Tavis Smiley is out as speaker for the annual Martin Luther King luncheon Jan. 16 at Peoria, Illinois Civic Center. Michael Eric Dyson is in, tentatively, according to the Journal Star newspaper.
Public Employees for Community Concerns, the city of Peoria employee group that sponsors the luncheon, canceled the contract with Smiley amid growing concerns about a backlash to his appearance.
Pam Adams reported that following a local book club’s public pronouncement of its decision to boycott Smiley because of his criticisms of President Barack Obama, the local NAACP and a private family group also asked for refunds on tickets purchased for tables of 10.
While that totals only 30 people who requested refunds, Alma Brown, a city employee and key organizer of the luncheon, said she has received so many complaints about Smiley she is worried about ticket sales, Adams wrote.
About 1,220 tickets had been sold as of Wednesday.
Brown said she usually gets “tons” of calls for tickets right after Christmas.

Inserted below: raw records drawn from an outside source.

//! YAML configuration loading.
//!
//! The config file has two sections: the ClickHouse endpoint and the source
//! data location. Everything except `data.path` has a sensible default, so a
//! minimal config only needs to point at the CSV.
//!
//! ```yaml
//! clickhouse:
//!   host: localhost
//!   port: 8123
//!   database: retail
//!   secure: false
//! data:
//!   path: data/weekly_sales.csv
//!   date_format: "%d-%m-%Y"
//!   schema_path: sql/create_tables.sql
//! ```

use std::fs;
use std::path::{Path, PathBuf};

use serde::Deserialize;

use crate::error::AppError;

#[derive(Debug, Clone, Deserialize)]
pub struct Config {
    #[serde(default)]
    pub clickhouse: ClickhouseConfig,
    pub data: DataConfig,
}

/// ClickHouse HTTP endpoint settings.
///
/// The port is the HTTP interface (8123 by default), not the native protocol
/// port. `secure: true` switches the scheme to https.
#[derive(Debug, Clone, Deserialize)]
pub struct ClickhouseConfig {
    #[serde(default = "default_host")]
    pub host: String,
    #[serde(default = "default_port")]
    pub port: u16,
    #[serde(default = "default_database")]
    pub database: String,
    #[serde(default)]
    pub secure: bool,
}

#[derive(Debug, Clone, Deserialize)]
pub struct DataConfig {
    /// Source CSV with the weekly sales export.
    pub path: PathBuf,
    /// Date format of the `date` column. Day-first by default.
    #[serde(default = "default_date_format")]
    pub date_format: String,
    /// DDL script executed (statement by statement) on every load.
    #[serde(default = "default_schema_path")]
    pub schema_path: PathBuf,
}

impl Default for ClickhouseConfig {
    fn default() -> Self {
        Self {
            host: default_host(),
            port: default_port(),
            database: default_database(),
            secure: false,
        }
    }
}

impl Config {
    /// Read and parse the config file. Any I/O or parse failure is fatal.
    pub fn load(path: &Path) -> Result<Self, AppError> {
        let text = fs::read_to_string(path).map_err(|e| {
            AppError::Config(format!("failed to read config '{}': {e}", path.display()))
        })?;
        serde_yaml::from_str(&text).map_err(|e| {
            AppError::Config(format!("failed to parse config '{}': {e}", path.display()))
        })
    }
}

fn default_host() -> String {
    "localhost".to_string()
}

fn default_port() -> u16 {
    8123
}

fn default_database() -> String {
    "default".to_string()
}

fn default_date_format() -> String {
    "%d-%m-%Y".to_string()
}

fn default_schema_path() -> PathBuf {
    PathBuf::from("sql/create_tables.sql")
}

#[cfg(test)]
mod tests {
    use super::*;

    #[test]
    fn minimal_config_gets_defaults() {
        let cfg: Config = serde_yaml::from_str("data:\n  path: data/sales.csv\n").unwrap();
        assert_eq!(cfg.clickhouse.host, "localhost");
        assert_eq!(cfg.clickhouse.port, 8123);
        assert_eq!(cfg.clickhouse.database, "default");
        assert!(!cfg.clickhouse.secure);
        assert_eq!(cfg.data.path, PathBuf::from("data/sales.csv"));
        assert_eq!(cfg.data.date_format, "%d-%m-%Y");
        assert_eq!(cfg.data.schema_path, PathBuf::from("sql/create_tables.sql"));
    }

    #[test]
    fn full_config_round_trips() {
        let text = "\
clickhouse:
  host: ch.internal
  port: 8443
  database: retail
  secure: true
data:
  path: /srv/sales.csv
  date_format: \"%Y-%m-%d\"
  schema_path: ddl/tables.sql
";
        let cfg: Config = serde_yaml::from_str(text).unwrap();
        assert_eq!(cfg.clickhouse.host, "ch.internal");
        assert_eq!(cfg.clickhouse.port, 8443);
        assert_eq!(cfg.clickhouse.database, "retail");
        assert!(cfg.clickhouse.secure);
        assert_eq!(cfg.data.date_format, "%Y-%m-%d");
    }

    #[test]
    fn missing_file_is_config_error() {
        let err = Config::load(Path::new("/nonexistent/pulse.yaml")).unwrap_err();
        assert!(matches!(err, AppError::Config(_)));
    }

    #[test]
    fn malformed_yaml_is_config_error() {
        let dir = std::env::temp_dir().join("pulse-config-test");
        std::fs::create_dir_all(&dir).unwrap();
        let path = dir.join("bad.yaml");
        std::fs::write(&path, "data: [not, a, mapping").unwrap();
        let err = Config::load(&path).unwrap_err();
        assert!(matches!(err, AppError::Config(_)));
    }
}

“That isn’t happening this year,” she told the Journal Star. “Bottom line is this is hurting the luncheon, and I’m not going to let anything hurt the luncheon.”
The group, Adams wrote, still is negotiating Smiley’s cancellation fee, according to Brown. He was supposed to have been paid $37,500 to speak.
Dyson, a sociology professor at Georgetown University and commentator on MSNBC, has written more than 18 books, including one on Martin Luther King’s death and how it changed America. He is scheduled to be paid $30,000. Brown expected to learn final arrangements for his visit by late Wednesday or early Thursday.
The 20th annual King luncheon is turning into a memorable event even before it occurs.
First came the last-minute cancellation of actor Forest Whitaker, who had been confirmed months in advance. Then came the last-minute scramble to find a replacement, ultimately Smiley, a journalist and publisher whose critiques of Obama prompted a small boycott from past attendees.
In a letter published in the Journal Star, retired Bradley University professor Barbara Penelton, along with members of her book club, said they preferred to send money to Obama’s re-election campaign rather than pay to hear Smiley.
Brown said she did not know Smiley would create a controversy. But she emphasized that the luncheon is about honoring King’s legacy.